__Task statement__: Copy the lines below that contain "created".

(Stored data)
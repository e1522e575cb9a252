//! # Storage-User Lifecycle
//!
//! Provisions object storage users on the account API for `StorageUser` records
//! and writes their S3 key pair into a credentials secret.
//!
//! The account API allows several users with the same display name, so the ID
//! returned by create is the only reliable handle. It is stored in the
//! `storage.microscaler.io/user-id` annotation right after creation and promoted
//! to `status.userId` by the next observe.

mod connect;
mod create;
mod delete;
mod observe;
pub mod tags;
mod update;

use crate::constants::{
    ACCESS_KEY_ID_NAME, API_GROUP, SECRET_ACCESS_KEY_NAME, USER_FINALIZER, USER_ID_ANNOTATION,
};
use crate::controller::events::{EventSink, LifecycleEvent};
use crate::controller::managed::{ExternalClient, Observation, ReconcileContext};
use crate::controller::pipeline::ignore_not_found;
use crate::controller::store::{self, ProviderConfigStore, RecordStore, SecretStore};
use crate::crd::{SecretReference, StorageUser};
use crate::provider::{AccountApi, AccountConnector, CloudObjectsUser};
use anyhow::Result;
use async_trait::async_trait;
use k8s_openapi::api::core::v1::Secret;
use k8s_openapi::ByteString;
use kube::{Resource, ResourceExt};
use std::collections::BTreeMap;
use std::sync::Arc;
use tracing::debug;

/// Builds [`UserClient`]s for `StorageUser` records
#[derive(Clone)]
pub struct UserConnector {
    configs: Arc<dyn ProviderConfigStore>,
    secrets: Arc<dyn SecretStore>,
    accounts: Arc<dyn AccountConnector>,
    records: Arc<dyn RecordStore<StorageUser>>,
    events: Arc<dyn EventSink>,
}

impl std::fmt::Debug for UserConnector {
    fn fmt(&self, f: &mut std::fmt::Formatter<'_>) -> std::fmt::Result {
        f.debug_struct("UserConnector").finish_non_exhaustive()
    }
}

impl UserConnector {
    pub fn new(
        configs: Arc<dyn ProviderConfigStore>,
        secrets: Arc<dyn SecretStore>,
        accounts: Arc<dyn AccountConnector>,
        records: Arc<dyn RecordStore<StorageUser>>,
        events: Arc<dyn EventSink>,
    ) -> Self {
        Self {
            configs,
            secrets,
            accounts,
            records,
            events,
        }
    }
}

/// Account API client of one `StorageUser`
#[derive(Clone)]
pub struct UserClient {
    api: Arc<dyn AccountApi>,
    secrets: Arc<dyn SecretStore>,
    records: Arc<dyn RecordStore<StorageUser>>,
    events: Arc<dyn EventSink>,
}

impl UserClient {
    fn context(&self, record: &StorageUser, cloud_user: CloudObjectsUser) -> UserContext {
        UserContext {
            record: record.clone(),
            cloud_user,
            api: self.api.clone(),
            secrets: self.secrets.clone(),
            records: self.records.clone(),
            events: self.events.clone(),
        }
    }
}

/// State shared by the steps of a user pipeline
pub struct UserContext {
    pub record: StorageUser,
    /// The user as last returned by the account API, empty until fetched or created
    pub cloud_user: CloudObjectsUser,
    pub api: Arc<dyn AccountApi>,
    pub secrets: Arc<dyn SecretStore>,
    pub records: Arc<dyn RecordStore<StorageUser>>,
    pub events: Arc<dyn EventSink>,
}

impl ReconcileContext for UserContext {
    type Record = StorageUser;

    fn record(&mut self) -> &mut StorageUser {
        &mut self.record
    }

    fn records(&self) -> Arc<dyn RecordStore<StorageUser>> {
        self.records.clone()
    }

    fn events(&self) -> Arc<dyn EventSink> {
        self.events.clone()
    }
}

impl UserContext {
    async fn emit(&self, event: LifecycleEvent) {
        self.events
            .publish(&self.record.object_ref(&()), event)
            .await;
    }
}

/// Display name sent to the account API
#[must_use]
pub fn display_name(record: &StorageUser) -> String {
    match record.namespace() {
        Some(namespace) if !namespace.is_empty() => format!("{namespace}.{}", record.name_any()),
        _ => record.name_any(),
    }
}

/// ID from status, falling back to the annotation written at creation
#[must_use]
pub fn user_id(record: &StorageUser) -> Option<String> {
    record
        .observed_user_id()
        .or_else(|| {
            record
                .annotations()
                .get(USER_ID_ANNOTATION)
                .map(String::as_str)
                .filter(|id| !id.is_empty())
        })
        .map(str::to_string)
}

/// Key pair of the first key of a user, empty where the API returned nothing
fn connection_details(cloud_user: &CloudObjectsUser) -> BTreeMap<String, ByteString> {
    let key = |name: &str| {
        cloud_user
            .keys
            .first()
            .and_then(|keys| keys.get(name))
            .cloned()
            .unwrap_or_default()
    };
    BTreeMap::from([
        (ACCESS_KEY_ID_NAME.to_string(), ByteString(key("access_key").into_bytes())),
        (SECRET_ACCESS_KEY_NAME.to_string(), ByteString(key("secret_key").into_bytes())),
    ])
}

/// Recommended labels of a credentials secret
fn common_labels(user_name: &str) -> BTreeMap<String, String> {
    BTreeMap::from([
        ("app.kubernetes.io/instance".to_string(), user_name.to_string()),
        ("app.kubernetes.io/managed-by".to_string(), API_GROUP.to_string()),
        (
            "app.kubernetes.io/created-by".to_string(),
            "controller-storageuser".to_string(),
        ),
    ])
}

/// Whether `secret` holds the key pair of `cloud_user`
fn credentials_secret_matches(secret: &Secret, cloud_user: &CloudObjectsUser) -> bool {
    let Some(data) = secret.data.as_ref() else {
        return false;
    };
    connection_details(cloud_user)
        .iter()
        .all(|(key, value)| data.get(key) == Some(value))
}

/// Whether `secret` has an owner reference to `record`
fn is_owned_by(secret: &Secret, record: &StorageUser) -> bool {
    let api_version = StorageUser::api_version(&());
    let kind = StorageUser::kind(&());
    secret.owner_references().iter().any(|owner| {
        owner.api_version == api_version && owner.kind == kind && owner.name == record.name_any()
    })
}

/// Drop this controller's finalizer from a credentials secret
async fn release_secret(secrets: &dyn SecretStore, secret_ref: &SecretReference) -> Result<()> {
    let mut secret = secrets.get(&secret_ref.namespace, &secret_ref.name).await?;
    let before = secret.finalizers().len();
    secret.finalizers_mut().retain(|f| f != USER_FINALIZER);
    if secret.finalizers().len() != before {
        secrets.replace(&secret).await?;
        debug!(secret = %secret_ref, "released credentials secret");
    }
    Ok(())
}

/// Write the user's key pair into the requested secret and remember where it went
async fn ensure_credentials_secret(ctx: &mut UserContext) -> Result<()> {
    let Some(secret_ref) = ctx.record.spec.write_connection_secret_to_ref.clone() else {
        return Ok(());
    };

    // A secret written under a previous reference is no longer ours to protect.
    if let Some(previous) = ctx.record.written_secret_ref().cloned() {
        if previous != secret_ref {
            release_secret(ctx.secrets.as_ref(), &previous)
                .await
                .or_else(ignore_not_found)?;
        }
    }

    let data = connection_details(&ctx.cloud_user);
    let labels = common_labels(&ctx.record.name_any());
    let owner = ctx.record.controller_owner_ref(&());
    store::create_or_update(
        ctx.secrets.as_ref(),
        &secret_ref.namespace,
        &secret_ref.name,
        move |secret| {
            secret.labels_mut().extend(labels);
            secret.data.get_or_insert_with(BTreeMap::new).extend(data);
            if let Some(owner) = owner {
                let refs = secret.metadata.owner_references.get_or_insert_with(Vec::new);
                if !refs.iter().any(|r| r.uid == owner.uid) {
                    refs.push(owner);
                }
            }
            if !secret.finalizers().iter().any(|f| f == USER_FINALIZER) {
                secret.finalizers_mut().push(USER_FINALIZER.to_string());
            }
        },
    )
    .await?;

    debug!(secret = %secret_ref, "ensured credentials secret");
    ctx.record.status_mut().connection_secret_ref = Some(secret_ref);
    Ok(())
}

#[async_trait]
impl ExternalClient<StorageUser> for UserClient {
    type Observed = CloudObjectsUser;

    async fn observe(&self, record: &mut StorageUser) -> Result<Observation<CloudObjectsUser>> {
        observe::observe(self, record).await
    }

    async fn create(&self, record: &mut StorageUser) -> Result<()> {
        if record.observed_user_id().is_some() {
            debug!("user ID already recorded, skipping creation");
            return Ok(());
        }
        let mut ctx = self.context(record, CloudObjectsUser::default());
        let result = create::pipeline().run(&mut ctx).await;
        *record = ctx.record;
        result
    }

    async fn update(&self, record: &mut StorageUser, observed: CloudObjectsUser) -> Result<()> {
        let mut ctx = self.context(record, observed);
        let result = update::pipeline().run(&mut ctx).await;
        *record = ctx.record;
        result
    }

    async fn delete(&self, record: &mut StorageUser) -> Result<()> {
        let mut ctx = self.context(record, CloudObjectsUser::default());
        let result = delete::pipeline().run(&mut ctx).await;
        *record = ctx.record;
        result
    }
}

__Solution to the exercise__:
    /// The user as last returned by the account API, empty until fetched or created
            "app.kubernetes.io/created-by".to_string(),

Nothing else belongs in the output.